Non è possibile cambiare la tessitura di un terreno, ma si può migliorare l’attività del suo complesso di scambio, grazie all’apporto di un altro tipo di correttivo, la leonardite, che è una sostanza organica ad altissima efficienza.
Si tratta di un prodotto naturale, in granuli o in polvere, che viene estratto da giacimenti di lignite fossile altamente umificata; analoga funzione svolgono anche i prodotti liquidi da essa derivati.
L’arricchimento della sostanza organica presente nel terreno con l’apporto di concimi organici o organo-minerali è una pratica agronomica ampiamente usata da molto tempo.
Non sempre però questa pratica è efficace o vantaggiosa; a volte per via della scarsa qualità dei materiali impiegati si rischia di arricchire il terreno (in maniera irreversibile !) di elementi indesiderati, quali metalli pesanti, microrganismi patogeni, antibiotici, ecc.; altre volte invece viene distribuita sostanza organica “fresca”, di nessuna efficacia, oppure di buona qualità ma in quantitativi risibili, come spesso avviene nel caso della distribuzione di concimi organo minerali con titoli in sostanza organica di poche unità percentuali.
Una leonardite di qualità contiene percentuali di sostanza organica del 60 %, di cui oltre il 70 % è umificata.
Queste caratteristiche la rendono efficace nel migliorare la capacità di scambio cationico del terreno, legata in buona parte alla sua ricchezza in sostanza organica.
Un contenuto elevato di acidi umici e fulvici permette di “chelare“ gli elementi nutritivi, proteggendoli dal dilavamento o dalla fissazione.
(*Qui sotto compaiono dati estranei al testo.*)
// ==========================================
// 年度产能分析 - API层错误类型
// ==========================================
// 职责: 汇总导入/配置/引擎错误，转换为调用方可读的错误消息
// ==========================================

use crate::config::ConfigError;
use crate::engine::EngineError;
use crate::importer::ImportError;
use thiserror::Error;

/// API层错误类型
#[derive(Error, Debug)]
pub enum ApiError {
    // ==========================================
    // 下层错误
    // ==========================================
    #[error("输入数据导入失败: {0}")]
    Import(#[from] ImportError),

    #[error("配置错误: {0}")]
    Config(#[from] ConfigError),

    #[error("计算失败: {0}")]
    Engine(#[from] EngineError),

    #[error("结果序列化失败: {0}")]
    Serialization(#[from] serde_json::Error),

    // ==========================================
    // 业务规则错误
    // ==========================================
    #[error("无效输入: {0}")]
    InvalidInput(String),

    #[error("资源未找到: {0}")]
    NotFound(String),
}

/// Result 类型别名
pub type ApiResult<T> = Result<T, ApiError>;
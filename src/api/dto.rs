// ==========================================
// 年度产能分析 - 展示层数据传输对象
// ==========================================
// 职责: 将引擎结果转换为展示用视图（小时 / 百分比 / 负荷等级）
// 红线: 只做单位换算与字段整理，不重新计算业务结果
// ==========================================

use crate::domain::capacity::{CapacityResult, MachineLoad, OperatorLoad, OverflowPull};
use crate::domain::types::{OverflowStatus, UtilizationLevel, ValidationStatus};
use crate::domain::validation::{Discrepancy, ValidationReport};
use crate::engine::analyzer::CapacityReport;
use chrono::NaiveDateTime;
use serde::{Deserialize, Serialize};

const MINUTES_PER_HOUR: f64 = 60.0;

fn to_hours(minutes: f64) -> f64 {
    minutes / MINUTES_PER_HOUR
}

fn to_pct(fraction: f64) -> f64 {
    fraction * 100.0
}

// ==========================================
// 机台负荷卡片
// ==========================================
#[derive(Debug, Clone, PartialEq, Serialize, Deserialize)]
pub struct MachineLoadView {
    pub machine: String,
    pub on_machine_hours: f64,
    pub setup_hours: f64,
    pub combined_hours: f64,
    pub utilization_pct: f64,
    pub level: UtilizationLevel,
    pub is_bottleneck: bool,
}

impl MachineLoadView {
    pub fn from_load(load: &MachineLoad, bottleneck_machine: &str) -> Self {
        Self {
            machine: load.machine.clone(),
            on_machine_hours: to_hours(load.on_machine_minutes),
            setup_hours: to_hours(load.setup_minutes),
            combined_hours: to_hours(load.combined_minutes),
            utilization_pct: to_pct(load.utilization),
            level: load.level,
            is_bottleneck: load.machine == bottleneck_machine,
        }
    }
}

// ==========================================
// 操作员换型时间
// ==========================================
#[derive(Debug, Clone, PartialEq, Serialize, Deserialize)]
pub struct OperatorLoadView {
    pub operator: String,
    pub setup_minutes: f64,
    pub setup_hours: f64,
}

impl From<&OperatorLoad> for OperatorLoadView {
    fn from(load: &OperatorLoad) -> Self {
        Self {
            operator: load.operator.clone(),
            setup_minutes: load.setup_minutes,
            setup_hours: to_hours(load.setup_minutes),
        }
    }
}

// ==========================================
// 溢出前移记录
// ==========================================
#[derive(Debug, Clone, PartialEq, Serialize, Deserialize)]
pub struct OverflowPullView {
    pub year: String,
    pub minutes: f64,
    pub resulting_pct: f64,
}

impl From<&OverflowPull> for OverflowPullView {
    fn from(pull: &OverflowPull) -> Self {
        Self {
            year: pull.year.clone(),
            minutes: pull.minutes,
            resulting_pct: to_pct(pull.resulting_fraction),
        }
    }
}

// ==========================================
// 年度产能视图
// ==========================================
#[derive(Debug, Clone, PartialEq, Serialize, Deserialize)]
pub struct YearCapacityView {
    pub year: String,
    pub status: OverflowStatus,
    pub has_data: bool,
    pub available_minutes: f64,
    pub raw_total_minutes: Option<f64>,
    pub adjusted_minutes: f64,
    pub raw_utilization_pct: Option<f64>,
    pub utilization_pct: f64,
    pub bottleneck_machine: Option<String>,
    pub bottleneck_minutes: Option<f64>,
    pub other_machines_min: Option<f64>,
    pub vendor_minutes: Option<f64>,
    pub pulled_into: Vec<OverflowPullView>, // 本年度溢出前移到的更早年度
    pub received_from_future: f64,
    pub residual_overflow: f64,
    pub machines: Vec<MachineLoadView>,
}

impl From<&CapacityResult> for YearCapacityView {
    fn from(result: &CapacityResult) -> Self {
        let analysis = result.analysis.as_ref();
        let bottleneck = analysis.map(|a| a.bottleneck_machine.as_str()).unwrap_or("");

        Self {
            year: result.year.clone(),
            status: result.adjustment.status,
            has_data: result.has_data(),
            available_minutes: result.available_minutes,
            raw_total_minutes: result.raw_total_minutes(),
            adjusted_minutes: result.adjusted_minutes(),
            raw_utilization_pct: result.raw_utilization().map(to_pct),
            utilization_pct: to_pct(result.utilization()),
            bottleneck_machine: analysis.map(|a| a.bottleneck_machine.clone()),
            bottleneck_minutes: analysis.map(|a| a.bottleneck_minutes),
            other_machines_min: analysis.map(|a| a.other_machines_min),
            vendor_minutes: analysis.map(|a| a.vendor_minutes),
            pulled_into: result.adjustment.pulled_from.iter().map(OverflowPullView::from).collect(),
            received_from_future: result.adjustment.received_from_future,
            residual_overflow: result.adjustment.residual_overflow,
            machines: analysis
                .map(|a| {
                    a.machine_loads
                        .iter()
                        .map(|load| MachineLoadView::from_load(load, bottleneck))
                        .collect()
                })
                .unwrap_or_default(),
        }
    }
}

// ==========================================
// 校验结果视图
// ==========================================
#[derive(Debug, Clone, PartialEq, Eq, Serialize, Deserialize)]
pub struct ValidationSectionView {
    pub name: String,
    pub status: ValidationStatus,
    pub discrepancies: Vec<Discrepancy>,
}

#[derive(Debug, Clone, PartialEq, Eq, Serialize, Deserialize)]
pub struct ValidationView {
    pub has_warnings: bool,
    pub warning_count: usize,
    pub sections: Vec<ValidationSectionView>,
}

impl From<&ValidationReport> for ValidationView {
    fn from(report: &ValidationReport) -> Self {
        Self {
            has_warnings: report.has_warnings(),
            warning_count: report.warning_count(),
            sections: report
                .sections()
                .iter()
                .map(|(name, section)| ValidationSectionView {
                    name: name.to_string(),
                    status: section.status,
                    discrepancies: section.discrepancies.clone(),
                })
                .collect(),
        }
    }
}

// ==========================================
// 全量报告视图
// ==========================================
#[derive(Debug, Clone, PartialEq, Serialize, Deserialize)]
pub struct CapacityReportView {
    pub generated_at: NaiveDateTime,
    pub efficiency: f64,
    pub available_minutes: f64,
    pub validation: ValidationView,
    pub years: Vec<YearCapacityView>,
    pub critical_years: Vec<String>,
    pub warnings: Vec<String>,
}

impl From<&CapacityReport> for CapacityReportView {
    fn from(report: &CapacityReport) -> Self {
        Self {
            generated_at: report.generated_at,
            efficiency: report.efficiency,
            available_minutes: report.available_minutes,
            validation: ValidationView::from(&report.validation),
            years: report
                .years
                .iter()
                .map(|y| YearCapacityView::from(&y.result))
                .collect(),
            critical_years: report.critical_years().into_iter().map(String::from).collect(),
            warnings: report.warnings.clone(),
        }
    }
}
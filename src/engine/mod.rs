// ==========================================
// 年度产能分析 - 引擎层
// ==========================================
// 职责: 映射构建、跨表校验、工作量计算、瓶颈识别、溢出前移
// 红线: 引擎不读文件；输入表由导入层提供，结果为纯派生值
// ==========================================

pub mod analyzer;
pub mod bottleneck_resolver;
pub mod cross_validator;
pub mod error;
pub mod mapping_builder;
pub mod operator_load;
pub mod overflow_redistributor;
pub mod workload_calculator;

// 重导出核心引擎
pub use analyzer::{CapacityAnalyzer, CapacityReport, YearReport};
pub use bottleneck_resolver::BottleneckResolver;
pub use cross_validator::CrossValidator;
pub use error::{EngineError, EngineResult};
pub use mapping_builder::{parse_operator_cell, MappingBuilder};
pub use operator_load::aggregate_operator_loads;
pub use overflow_redistributor::OverflowRedistributor;
pub use workload_calculator::{lot_count, WorkloadCalculator};
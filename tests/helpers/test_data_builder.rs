// ==========================================
// 测试数据构建器 - 用于集成测试
// ==========================================
// 同一份数据可构建为 InputTables，也可写出为 CSV 目录供导入层使用
// ==========================================

use capacity_analyzer::domain::tables::{
    key_columns, sheet_names, InputTables, KeyedRow, KeyedTable, OperatorCell,
    SetupAllocationEntry, VendorLeadTime,
};
use std::error::Error;
use std::path::Path;

// ==========================================
// 零件数据
// ==========================================
struct PartFixture {
    part_number: String,
    quantities: Vec<Option<f64>>,
    lot_sizes: Vec<Option<f64>>,
    machining_rates: Vec<Option<f64>>,
    setup_rates: Vec<Option<f64>>,
    vendor_days: Option<f64>,
}

// ==========================================
// InputsBuilder
// ==========================================
pub struct InputsBuilder {
    years: Vec<String>,
    operations: Vec<String>,
    machines: Vec<String>,
    parts: Vec<PartFixture>,
    allocations: Vec<(String, Vec<Option<f64>>)>,
    operators: Vec<(String, String)>,
}

fn strings(values: &[&str]) -> Vec<String> {
    values.iter().map(|v| v.to_string()).collect()
}

fn format_cell(value: Option<f64>) -> String {
    value.map(|v| v.to_string()).unwrap_or_default()
}

impl InputsBuilder {
    pub fn new(years: &[&str], operations: &[&str], machines: &[&str]) -> Self {
        Self {
            years: strings(years),
            operations: strings(operations),
            machines: strings(machines),
            parts: Vec::new(),
            allocations: Vec::new(),
            operators: Vec::new(),
        }
    }

    /// 添加零件
    ///
    /// quantities / lot_sizes 按年度顺序，machining / setup 按工序顺序
    pub fn part(
        mut self,
        part_number: &str,
        quantities: &[Option<f64>],
        lot_sizes: &[Option<f64>],
        machining: &[Option<f64>],
        setup: &[Option<f64>],
        vendor_days: Option<f64>,
    ) -> Self {
        self.parts.push(PartFixture {
            part_number: part_number.to_string(),
            quantities: quantities.to_vec(),
            lot_sizes: lot_sizes.to_vec(),
            machining_rates: machining.to_vec(),
            setup_rates: setup.to_vec(),
            vendor_days,
        });
        self
    }

    /// 工序机台权重（按机台顺序）
    pub fn allocation(mut self, operation: &str, weights: &[Option<f64>]) -> Self {
        self.allocations.push((operation.to_string(), weights.to_vec()));
        self
    }

    /// 机台操作员原始单元格（名字 / 逗号名单 / 数字编号）
    pub fn operator(mut self, machine: &str, cell: &str) -> Self {
        self.operators.push((machine.to_string(), cell.to_string()));
        self
    }

    fn part_table(&self, columns: &[String], pick: impl Fn(&PartFixture) -> &Vec<Option<f64>>) -> KeyedTable {
        let rows = self
            .parts
            .iter()
            .map(|p| KeyedRow {
                key: p.part_number.clone(),
                values: pick(p).clone(),
            })
            .collect();
        KeyedTable::new(key_columns::PART_NUMBER, columns.to_vec(), rows)
    }

    /// 构建输入表（不经过导入层）
    pub fn build(&self) -> InputTables {
        InputTables {
            quantities: self.part_table(&self.years, |p| &p.quantities),
            avg_parts_per_lot: self.part_table(&self.years, |p| &p.lot_sizes),
            machining_rates: self.part_table(&self.operations, |p| &p.machining_rates),
            setup_rates: self.part_table(&self.operations, |p| &p.setup_rates),
            vendor_time: self
                .parts
                .iter()
                .map(|p| VendorLeadTime {
                    part_number: p.part_number.clone(),
                    business_days: p.vendor_days,
                })
                .collect(),
            machine_allocation: KeyedTable::new(
                key_columns::OPERATIONS,
                self.machines.clone(),
                self.allocations
                    .iter()
                    .map(|(op, weights)| KeyedRow {
                        key: op.clone(),
                        values: weights.clone(),
                    })
                    .collect(),
            ),
            setup_allocation: self
                .operators
                .iter()
                .map(|(machine, raw)| SetupAllocationEntry {
                    machine: machine.clone(),
                    cell: if raw.trim().is_empty() {
                        OperatorCell::Empty
                    } else {
                        match raw.trim().parse::<f64>() {
                            Ok(n) => OperatorCell::Number(n),
                            Err(_) => OperatorCell::Text(raw.clone()),
                        }
                    },
                })
                .collect(),
        }
    }

    // ==========================================
    // CSV 目录输出
    // ==========================================

    /// 写出七个 <表名>.csv 文件
    pub fn write_csv_dir(&self, dir: &Path) -> Result<(), Box<dyn Error>> {
        self.write_part_sheet(dir, sheet_names::QUANTITIES, &self.years, |p| &p.quantities)?;
        self.write_part_sheet(dir, sheet_names::AVG_PARTS_PER_LOT, &self.years, |p| &p.lot_sizes)?;
        self.write_part_sheet(dir, sheet_names::MACHINING_RATES, &self.operations, |p| &p.machining_rates)?;
        self.write_part_sheet(dir, sheet_names::SETUP_RATES, &self.operations, |p| &p.setup_rates)?;

        let mut vendor = csv::Writer::from_path(dir.join(format!("{}.csv", sheet_names::VENDOR_TIME)))?;
        vendor.write_record([key_columns::PART_NUMBER, key_columns::VENDOR_DAYS])?;
        for p in &self.parts {
            vendor.write_record([p.part_number.clone(), format_cell(p.vendor_days)])?;
        }
        vendor.flush()?;

        // Machine Allocation: 末尾带 Total 列与空表头列，导入时应被剔除
        let mut allocation =
            csv::Writer::from_path(dir.join(format!("{}.csv", sheet_names::MACHINE_ALLOCATION)))?;
        let mut header = vec![key_columns::OPERATIONS.to_string()];
        header.extend(self.machines.iter().cloned());
        header.push("Total".to_string());
        header.push(String::new());
        allocation.write_record(&header)?;
        for (op, weights) in &self.allocations {
            let total: f64 = weights.iter().flatten().sum();
            let mut record = vec![op.clone()];
            record.extend(weights.iter().map(|w| format_cell(*w)));
            record.push(total.to_string());
            record.push(String::new());
            allocation.write_record(&record)?;
        }
        allocation.flush()?;

        // Setup Allocation: 首列为标签列
        let mut setup = csv::Writer::from_path(dir.join(format!("{}.csv", sheet_names::SETUP_ALLOCATION)))?;
        let mut header = vec!["Operator".to_string()];
        header.extend(self.operators.iter().map(|(m, _)| m.clone()));
        setup.write_record(&header)?;
        let mut record = vec!["Operator".to_string()];
        record.extend(self.operators.iter().map(|(_, cell)| cell.clone()));
        setup.write_record(&record)?;
        setup.flush()?;

        Ok(())
    }

    fn write_part_sheet(
        &self,
        dir: &Path,
        sheet: &str,
        columns: &[String],
        pick: impl Fn(&PartFixture) -> &Vec<Option<f64>>,
    ) -> Result<(), Box<dyn Error>> {
        let mut writer = csv::Writer::from_path(dir.join(format!("{}.csv", sheet)))?;
        let mut header = vec![key_columns::PART_NUMBER.to_string()];
        header.extend(columns.iter().cloned());
        writer.write_record(&header)?;
        for p in &self.parts {
            let mut record = vec![p.part_number.clone()];
            record.extend(pick(p).iter().map(|v| format_cell(*v)));
            writer.write_record(&record)?;
        }
        writer.flush()?;
        Ok(())
    }
}

// ==========================================
// 标准场景
// ==========================================

/// 三年度 / 三工序 / 三机台的标准数据
///
/// - Milling: M1/M2 各 50%
/// - Turning: 仅 M3
/// - Deburr: 无机台分配（N/A 行）
/// - P1 外协 2 个工作日/批
pub fn standard_inputs() -> InputsBuilder {
    InputsBuilder::new(&["2025", "2026", "2027"], &["Milling", "Turning", "Deburr"], &["M1", "M2", "M3"])
        .part(
            "1001",
            &[Some(100.0), Some(200.0), None],
            &[Some(30.0), Some(50.0), Some(50.0)],
            &[Some(2.0), Some(1.0), Some(0.5)],
            &[Some(30.0), Some(20.0), None],
            Some(2.0),
        )
        .part(
            "1002",
            &[Some(40.0), Some(0.0), Some(10.0)],
            &[Some(0.0), Some(10.0), Some(10.0)],
            &[Some(3.0), None, None],
            &[Some(15.0), None, None],
            None,
        )
        .allocation("Milling", &[Some(2.0), Some(2.0), None])
        .allocation("Turning", &[None, None, Some(1.0)])
        .allocation("Deburr", &[None, None, None])
        .operator("M1", "Alice, Bob")
        .operator("M2", "Alice")
        .operator("M3", "3")
}
// ==========================================
// 日志系统初始化
// ==========================================
// 使用 tracing 和 tracing-subscriber
// 支持环境变量配置日志级别
// ==========================================

use tracing_subscriber::{fmt, EnvFilter};

/// 默认日志级别
pub const DEFAULT_FILTER: &str = "info";

fn env_filter() -> EnvFilter {
    EnvFilter::try_from_default_env().unwrap_or_else(|_| EnvFilter::new(DEFAULT_FILTER))
}

/// 初始化日志系统（输出到 stderr，stdout 留给报告）
///
/// # 环境变量
/// - RUST_LOG: 日志级别过滤器（默认: info）
///   例如: RUST_LOG=debug 或 RUST_LOG=capacity_analyzer=trace,perf=off
///
/// # 示例
/// ```no_run
/// use capacity_analyzer::logging;
/// logging::init();
/// ```
pub fn init() {
    fmt()
        .with_env_filter(env_filter())
        .with_writer(std::io::stderr)
        .with_target(true)
        .with_thread_ids(false)
        .with_line_number(true)
        .init();
}

/// JSON 格式日志（便于日志采集）
pub fn init_json() {
    fmt()
        .json()
        .with_env_filter(env_filter())
        .with_writer(std::io::stderr)
        .with_current_span(true)
        .init();
}

/// 初始化测试环境的日志系统
///
/// 使用更详细的日志级别，便于调试
pub fn init_test() {
    let _ = fmt()
        .with_env_filter(EnvFilter::new("debug"))
        .with_test_writer()
        .try_init();
}
// ==========================================
// 年度产能分析 - 跨表校验结果
// ==========================================
// 红线: 校验结果只报告，不阻断计算
// ==========================================

use crate::domain::types::ValidationStatus;
use serde::{Deserialize, Serialize};

/// 一个标识在哪些表中缺失
#[derive(Debug, Clone, PartialEq, Eq, Serialize, Deserialize)]
pub struct Discrepancy {
    pub identifier: String,
    pub missing_in: Vec<String>,
}

/// 单个标识空间（零件号/工序/机台）的校验结果
#[derive(Debug, Clone, PartialEq, Eq, Serialize, Deserialize)]
pub struct ValidationSection {
    pub status: ValidationStatus,
    pub discrepancies: Vec<Discrepancy>,
}

impl ValidationSection {
    pub fn from_discrepancies(discrepancies: Vec<Discrepancy>) -> Self {
        let status = if discrepancies.is_empty() {
            ValidationStatus::Ok
        } else {
            ValidationStatus::Warning
        };
        Self {
            status,
            discrepancies,
        }
    }

    pub fn is_ok(&self) -> bool {
        self.status == ValidationStatus::Ok
    }
}

#[derive(Debug, Clone, PartialEq, Eq, Serialize, Deserialize)]
pub struct ValidationReport {
    pub part_numbers: ValidationSection,
    pub operations: ValidationSection,
    pub machines: ValidationSection,
}

impl ValidationReport {
    pub fn has_warnings(&self) -> bool {
        !(self.part_numbers.is_ok() && self.operations.is_ok() && self.machines.is_ok())
    }

    pub fn warning_count(&self) -> usize {
        self.part_numbers.discrepancies.len()
            + self.operations.discrepancies.len()
            + self.machines.discrepancies.len()
    }

    /// (标识空间名称, 校验结果)
    pub fn sections(&self) -> [(&'static str, &ValidationSection); 3] {
        [
            ("part_numbers", &self.part_numbers),
            ("operations", &self.operations),
            ("machines", &self.machines),
        ]
    }
}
Poiché la sostanza organica ha forti capacità di ritenzione dell’acqua (fino a 20 volte il suo peso) l’uso di leonardite permette di migliorare la gestione idrica; al contempo migliora anche la struttura del suolo , evitando crepacciamenti nei suoli argillosi, e in generale aumentando la permeabilità, gli scambi gassosi, l’attività microbica.
Dunque, se con la concimazione nutriamo le piante, possiamo dire che con ammendanti e correttivi andiamo a “nutrire” il nostro terreno, rendendolo più fertile e produttivo.